Interactions of three bisphenol analogues with hemoglobin investigated by spectroscopy and molecular docking

Bisphenol F (BPF), bisphenol S (BPS), and bisphenol B (BPB) have been extensively used in food packaging, plasticizer, and paper products, causing more concern about their biosafety. The mechanism of these bisphenols' toxicity was investigated by determining diverse effects of them on common protein bovine hemoglobin (BHb). The effects at the molecular level were determined by ultraviolet-visible, circular dichroism, resonance light scattering, fluorescence spectroscopy, and molecular docking. The irreversible cross-linking results of bisphenols and BHb demonstrate that hydrogen (H) bonding and hydrophobic forces play major roles in the interaction.

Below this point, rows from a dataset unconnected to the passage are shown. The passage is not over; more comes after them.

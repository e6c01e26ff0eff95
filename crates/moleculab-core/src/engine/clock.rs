use super::error::EngineError;
use crate::core::catalog::Catalog;
use crate::core::models::store::EntityStore;
use crate::core::physics::params::InvalidParamError;
use crate::core::physics::potentials;
use nalgebra::Vector3;
use rand::Rng;
use serde::Serialize;

#[derive(Debug, Clone, Copy, PartialEq, Eq, Default, Serialize)]
#[serde(rename_all = "lowercase")]
pub enum ClockState {
    #[default]
    Stopped,
    Running,
}

/// Running/stopped state plus tick bookkeeping for the integrator.
#[derive(Debug, Clone, Default, PartialEq)]
pub struct SimulationClock {
    state: ClockState,
    ticks: u64,
    simulated_time: f64,
}

impl SimulationClock {
    pub fn state(&self) -> ClockState {
        self.state
    }

    pub fn is_running(&self) -> bool {
        self.state == ClockState::Running
    }

    pub fn ticks(&self) -> u64 {
        self.ticks
    }

    /// Accumulated scaled time in seconds.
    pub fn simulated_time(&self) -> f64 {
        self.simulated_time
    }

    /// Draws thermal velocities for every atom and starts the clock.
    ///
    /// # Errors
    ///
    /// Returns [`EngineError::EmptyWorkspace`] without touching anything if the store has no atoms.
    pub(crate) fn start(
        &mut self,
        store: &mut EntityStore,
        catalog: &Catalog,
        temperature: f64,
        rng: &mut impl Rng,
    ) -> Result<(), EngineError> {
        if store.is_empty() {
            return Err(EngineError::EmptyWorkspace);
        }
        assign_thermal_velocities(store, catalog, temperature, rng);
        self.state = ClockState::Running;
        Ok(())
    }

    pub(crate) fn stop(&mut self) {
        self.state = ClockState::Stopped;
    }

    /// Stops the clock, clears tick bookkeeping and brings every atom to rest.
    pub(crate) fn reset(&mut self, store: &mut EntityStore) {
        *self = Self::default();
        for atom in store.atoms_iter_mut() {
            atom.velocity = Vector3::zeros();
        }
    }

    /// Advances positions by one tick if the clock is running.
    ///
    /// Returns `Ok(false)` without changing anything while stopped.
    ///
    /// # Errors
    ///
    /// Rejects a negative or non-finite `elapsed` before any state changes.
    pub(crate) fn advance(
        &mut self,
        store: &mut EntityStore,
        elapsed: f64,
        time_scale: f64,
    ) -> Result<bool, EngineError> {
        validate_elapsed(elapsed)?;
        if !self.is_running() {
            return Ok(false);
        }
        let effective_dt = elapsed * time_scale;
        drift(store, effective_dt);
        self.ticks += 1;
        self.simulated_time += effective_dt;
        Ok(true)
    }
}

fn validate_elapsed(elapsed: f64) -> Result<(), InvalidParamError> {
    if !elapsed.is_finite() {
        return Err(InvalidParamError {
            name: "elapsed",
            value: elapsed,
            reason: "must be finite",
        });
    }
    if elapsed < 0.0 {
        return Err(InvalidParamError {
            name: "elapsed",
            value: elapsed,
            reason: "must not be negative",
        });
    }
    Ok(())
}

/// Gives every atom a random velocity with each axis drawn uniformly from
/// `[-0.5, 0.5] · thermal_speed(temperature, mass)`.
pub fn assign_thermal_velocities(
    store: &mut EntityStore,
    catalog: &Catalog,
    temperature: f64,
    rng: &mut impl Rng,
) {
    for atom in store.atoms_iter_mut() {
        let speed = potentials::thermal_speed(temperature, catalog.element(atom.element).mass);
        atom.velocity = Vector3::new(
            rng.gen_range(-0.5..=0.5) * speed,
            rng.gen_range(-0.5..=0.5) * speed,
            rng.gen_range(-0.5..=0.5) * speed,
        );
    }
}

/// First-order drift: `position += velocity · dt` for every atom.
pub fn drift(store: &mut EntityStore, dt: f64) {
    for atom in store.atoms_iter_mut() {
        atom.position += atom.velocity * dt;
    }
}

Both BPF and BPS decreased the amount of alpha-helix, leading to the loosening of protein skeleton while BPB made little change. In the loose structure, BPF exposed the internal amino acids to a hydrophobic environment and BPS (above 10 mu M) obviously quenched characteristic fluorescence. The variant effects of BPF, BPS, and BPB may arise from different structural formula. Accordingly, BPB could be used as a better substitute for bisphenol A, and it is necessary to control the concentration of BPS and BPF below 10 mu M in application. This study provided important basis for application of BPB and safe use of bisphenol analogues in industry.